> [WORK TO BE COMPLETED]:
Please write out all of the entries exactly as they appear.

____

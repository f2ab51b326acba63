use serde::{Deserialize, Serialize};

use crate::catalog::{ArtistSummary, PlaylistSummary, RecommendedTrack, TrackDetails};

/// One page of a paged Web API listing.
#[derive(Debug, Clone, Deserialize)]
pub struct Paging<T> {
    #[serde(default = "Vec::new")]
    pub items: Vec<T>,
    pub next: Option<String>,
    #[serde(default)]
    pub total: Option<u32>,
}

#[derive(Debug, Clone, Deserialize)]
pub struct SimplifiedPlaylist {
    pub id: String,
    #[serde(default)]
    pub name: String,
}

impl From<SimplifiedPlaylist> for PlaylistSummary {
    fn from(p: SimplifiedPlaylist) -> Self {
        PlaylistSummary {
            id: p.id,
            name: p.name,
        }
    }
}

/// Entry of a playlist's track listing. `track` is null for removed
/// items and local files carry no id.
#[derive(Debug, Clone, Deserialize)]
pub struct PlaylistItem {
    pub track: Option<TrackRef>,
}

#[derive(Debug, Clone, Deserialize)]
pub struct TrackRef {
    pub id: Option<String>,
    #[serde(default)]
    pub uri: Option<String>,
}

#[derive(Debug, Clone, Deserialize)]
pub struct FullArtist {
    pub id: String,
    #[serde(default)]
    pub name: String,
    #[serde(default)]
    pub genres: Vec<String>,
}

impl From<FullArtist> for ArtistSummary {
    fn from(a: FullArtist) -> Self {
        ArtistSummary {
            id: a.id,
            name: a.name,
            genres: a.genres,
        }
    }
}

#[derive(Debug, Clone, Deserialize)]
pub struct SimplifiedArtist {
    pub id: Option<String>,
    #[serde(default)]
    pub name: String,
}

#[derive(Debug, Clone, Deserialize)]
pub struct Image {
    pub url: String,
}

#[derive(Debug, Clone, Default, Deserialize)]
pub struct SimplifiedAlbum {
    #[serde(default)]
    pub images: Vec<Image>,
}

#[derive(Debug, Clone, Deserialize)]
pub struct FullTrack {
    pub id: Option<String>,
    #[serde(default)]
    pub name: String,
    #[serde(default)]
    pub duration_ms: i64,
    #[serde(default)]
    pub artists: Vec<SimplifiedArtist>,
    #[serde(default)]
    pub album: Option<SimplifiedAlbum>,
}

impl FullTrack {
    pub fn into_details(self) -> Option<TrackDetails> {
        let id = self.id?;
        let artist = self
            .artists
            .into_iter()
            .next()
            .and_then(|a| a.id.map(|artist_id| (artist_id, a.name)));
        let artwork_url = self
            .album
            .and_then(|album| album.images.into_iter().next())
            .map(|image| image.url);

        Some(TrackDetails {
            id,
            name: self.name,
            duration_ms: self.duration_ms,
            artist,
            artwork_url,
        })
    }

    pub fn into_recommended(self) -> Option<RecommendedTrack> {
        Some(RecommendedTrack {
            id: self.id?,
            duration_ms: self.duration_ms,
            artists: self.artists.into_iter().map(|a| a.name).collect(),
        })
    }
}

#[derive(Debug, Clone, Deserialize)]
pub struct TracksResponse {
    #[serde(default)]
    pub tracks: Vec<FullTrack>,
}

#[derive(Debug, Clone, Deserialize)]
pub struct GenreSeedsResponse {
    #[serde(default)]
    pub genres: Vec<String>,
}

#[derive(Debug, Clone, Serialize)]
pub struct CreatePlaylistRequest<'a> {
    pub name: &'a str,
    pub description: &'a str,
    pub public: bool,
}

#[derive(Debug, Clone, Deserialize)]
pub struct CreatedPlaylist {
    pub id: Option<String>,
}

#[derive(Debug, Clone, Serialize)]
pub struct AddTracksRequest<'a> {
    pub uris: &'a [String],
}

#[derive(Debug, Clone, Serialize)]
pub struct RemoveTracksRequest {
    pub tracks: Vec<UriRef>,
}

#[derive(Debug, Clone, Serialize)]
pub struct UriRef {
    pub uri: String,
}

#[derive(Debug, Clone, Deserialize)]
pub struct TokenResponse {
    pub access_token: String,
    #[serde(default)]
    pub expires_in: Option<u64>,
    #[serde(default)]
    pub refresh_token: Option<String>,
}

/// Error envelope of the Web API (`{"error": {"status": 404, "message": ".."}}`).
#[derive(Debug, Clone, Deserialize)]
pub struct ErrorEnvelope {
    pub error: ErrorDetail,
}

#[derive(Debug, Clone, Deserialize)]
#[serde(untagged)]
pub enum ErrorDetail {
    Api { message: String },
    /// Accounts service style: `{"error": "invalid_grant", "error_description": ".."}`
    Code(String),
}

#[cfg(test)]
mod tests {
    use super::*;

    #[test]
    fn test_playlist_items_skip_missing_tracks() {
        let page: Paging<PlaylistItem> = serde_json::from_str(
            r#"{
                "items": [
                    { "track": { "id": "t1", "uri": "spotify:track:t1" } },
                    { "track": null },
                    { "track": { "id": null, "uri": "spotify:local:x" } }
                ],
                "next": null,
                "total": 3
            }"#,
        )
        .unwrap();

        let ids: Vec<String> = page
            .items
            .into_iter()
            .filter_map(|item| item.track.and_then(|t| t.id))
            .collect();
        assert_eq!(ids, vec!["t1"]);
    }

    #[test]
    fn test_full_track_into_details() {
        let track: FullTrack = serde_json::from_str(
            r#"{
                "id": "t9",
                "name": "Song",
                "duration_ms": 201000,
                "artists": [{ "id": "a1", "name": "First" }, { "id": "a2", "name": "Second" }],
                "album": { "images": [{ "url": "https://img/large" }, { "url": "https://img/small" }] }
            }"#,
        )
        .unwrap();

        let details = track.into_details().unwrap();
        assert_eq!(details.id, "t9");
        assert_eq!(details.artist, Some(("a1".to_string(), "First".to_string())));
        assert_eq!(details.artwork_url.as_deref(), Some("https://img/large"));
    }

    #[test]
    fn test_full_track_without_album_images() {
        let track: FullTrack =
            serde_json::from_str(r#"{ "id": "t2", "name": "X", "artists": [], "album": { "images": [] } }"#)
                .unwrap();
        let details = track.into_details().unwrap();
        assert_eq!(details.artwork_url, None);
        assert_eq!(details.artist, None);
    }

    #[test]
    fn test_error_envelope_shapes() {
        let api: ErrorEnvelope =
            serde_json::from_str(r#"{ "error": { "status": 401, "message": "The access token expired" } }"#)
                .unwrap();
        assert!(matches!(api.error, ErrorDetail::Api { ref message } if message.contains("expired")));

        let accounts: ErrorEnvelope =
            serde_json::from_str(r#"{ "error": "invalid_grant", "error_description": "Refresh token revoked" }"#)
                .unwrap();
        assert!(matches!(accounts.error, ErrorDetail::Code(ref code) if code == "invalid_grant"));
    }
}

____

> [PROBLEM SOLUTION]:
repository f2ab51b326acba63
use serde::{Deserialize, Serialize};

use crate::catalog::{ArtistSummary, PlaylistSummary, RecommendedTrack, TrackDetails};

/// One page of a paged Web API listing.
#[derive(Debug, Clone, Deserialize)]
pub struct Paging<T> {
    #[serde(default = "Vec::new")]
    pub items: Vec<T>,
    pub next: Option<String>,
    #[serde(default)]
    pub total: Option<u32>,
}

#[derive(Debug, Clone, Deserialize)]
pub struct SimplifiedPlaylist {
    pub id: String,
    #[serde(default)]
    pub name: String,
}

impl From<SimplifiedPlaylist> for PlaylistSummary {
    fn from(p: SimplifiedPlaylist) -> Self {
        PlaylistSummary {
            id: p.id,
            name: p.name,
        }
    }
}

/// Entry of a playlist's track listing. `track` is null for removed
/// items and local files carry no id.
#[derive(Debug, Clone, Deserialize)]
pub struct PlaylistItem {
    pub track: Option<TrackRef>,
}

#[derive(Debug, Clone, Deserialize)]
pub struct TrackRef {
    pub id: Option<String>,
    #[serde(default)]
    pub uri: Option<String>,
}

#[derive(Debug, Clone, Deserialize)]
pub struct FullArtist {
    pub id: String,
    #[serde(default)]
    pub name: String,
    #[serde(default)]
    pub genres: Vec<String>,
}

impl From<FullArtist> for ArtistSummary {
    fn from(a: FullArtist) -> Self {
        ArtistSummary {
            id: a.id,
            name: a.name,
            genres: a.genres,
        }
    }
}

#[derive(Debug, Clone, Deserialize)]
pub struct SimplifiedArtist {
    pub id: Option<String>,
    #[serde(default)]
    pub name: String,
}

#[derive(Debug, Clone, Deserialize)]
pub struct Image {
    pub url: String,
}

#[derive(Debug, Clone, Default, Deserialize)]
pub struct SimplifiedAlbum {
    #[serde(default)]
    pub images: Vec<Image>,
}

#[derive(Debug, Clone, Deserialize)]
pub struct FullTrack {
    pub id: Option<String>,
    #[serde(default)]
    pub name: String,
    #[serde(default)]
    pub duration_ms: i64,
    #[serde(default)]
    pub artists: Vec<SimplifiedArtist>,
    #[serde(default)]
    pub album: Option<SimplifiedAlbum>,
}

impl FullTrack {
    pub fn into_details(self) -> Option<TrackDetails> {
        let id = self.id?;
        let artist = self
            .artists
            .into_iter()
            .next()
            .and_then(|a| a.id.map(|artist_id| (artist_id, a.name)));
        let artwork_url = self
            .album
            .and_then(|album| album.images.into_iter().next())
            .map(|image| image.url);

        Some(TrackDetails {
            id,
            name: self.name,
            duration_ms: self.duration_ms,
            artist,
            artwork_url,
        })
    }

    pub fn into_recommended(self) -> Option<RecommendedTrack> {
        Some(RecommendedTrack {
            id: self.id?,
            duration_ms: self.duration_ms,
            artists: self.artists.into_iter().map(|a| a.name).collect(),
        })
    }
}

#[derive(Debug, Clone, Deserialize)]
pub struct TracksResponse {
    #[serde(default)]
    pub tracks: Vec<FullTrack>,
}

#[derive(Debug, Clone, Deserialize)]
pub struct GenreSeedsResponse {
    #[serde(default)]
    pub genres: Vec<String>,
}

#[derive(Debug, Clone, Serialize)]
pub struct CreatePlaylistRequest<'a> {
    pub name: &'a str,
    pub description: &'a str,
    pub public: bool,
}

#[derive(Debug, Clone, Deserialize)]
pub struct CreatedPlaylist {
    pub id: Option<String>,
}

#[derive(Debug, Clone, Serialize)]
pub struct AddTracksRequest<'a> {
    pub uris: &'a [String],
}

#[derive(Debug, Clone, Serialize)]
pub struct RemoveTracksRequest {
    pub tracks: Vec<UriRef>,
}

#[derive(Debug, Clone, Serialize)]
pub struct UriRef {
    pub uri: String,
}

#[derive(Debug, Clone, Deserialize)]
pub struct TokenResponse {
    pub access_token: String,
    #[serde(default)]
    pub expires_in: Option<u64>,
    #[serde(default)]
    pub refresh_token: Option<String>,
}

/// Error envelope of the Web API (`{"error": {"status": 404, "message": ".."}}`).
#[derive(Debug, Clone, Deserialize)]
pub struct ErrorEnvelope {
    pub error: ErrorDetail,
}

#[derive(Debug, Clone, Deserialize)]
#[serde(untagged)]
pub enum ErrorDetail {
    Api { message: String },
    /// Accounts service style: `{"error": "invalid_grant", "error_description": ".."}`
    Code(String),
}

#[cfg(test)]
mod tests {
    use super::*;

    #[test]
    fn test_playlist_items_skip_missing_tracks() {
        let page: Paging<PlaylistItem> = serde_json::from_str(
            r#"{
                "items": [
                    { "track": { "id": "t1", "uri": "spotify:track:t1" } },
                    { "track": null },
                    { "track": { "id": null, "uri": "spotify:local:x" } }
                ],
                "next": null,
                "total": 3
            }"#,
        )
        .unwrap();

        let ids: Vec<String> = page
            .items
            .into_iter()
            .filter_map(|item| item.track.and_then(|t| t.id))
            .collect();
        assert_eq!(ids, vec!["t1"]);
    }

    #[test]
    fn test_full_track_into_details() {
        let track: FullTrack = serde_json::from_str(
            r#"{
                "id": "t9",
                "name": "Song",
                "duration_ms": 201000,
                "artists": [{ "id": "a1", "name": "First" }, { "id": "a2", "name": "Second" }],
                "album": { "images": [{ "url": "https://img/large" }, { "url": "https://img/small" }] }
            }"#,
        )
        .unwrap();

        let details = track.into_details().unwrap();
        assert_eq!(details.id, "t9");
        assert_eq!(details.artist, Some(("a1".to_string(), "First".to_string())));
        assert_eq!(details.artwork_url.as_deref(), Some("https://img/large"));
    }

    #[test]
    fn test_full_track_without_album_images() {
        let track: FullTrack =
            serde_json::from_str(r#"{ "id": "t2", "name": "X", "artists": [], "album": { "images": [] } }"#)
                .unwrap();
        let details = track.into_details().unwrap();
        assert_eq!(details.artwork_url, None);
        assert_eq!(details.artist, None);
    }

    #[test]
    fn test_error_envelope_shapes() {
        let api: ErrorEnvelope =
            serde_json::from_str(r#"{ "error": { "status": 401, "message": "The access token expired" } }"#)
                .unwrap();
        assert!(matches!(api.error, ErrorDetail::Api { ref message } if message.contains("expired")));

        let accounts: ErrorEnvelope =
            serde_json::from_str(r#"{ "error": "invalid_grant", "error_description": "Refresh token revoked" }"#)
                .unwrap();
        assert!(matches!(accounts.error, ErrorDetail::Code(ref code) if code == "invalid_grant"));
    }
}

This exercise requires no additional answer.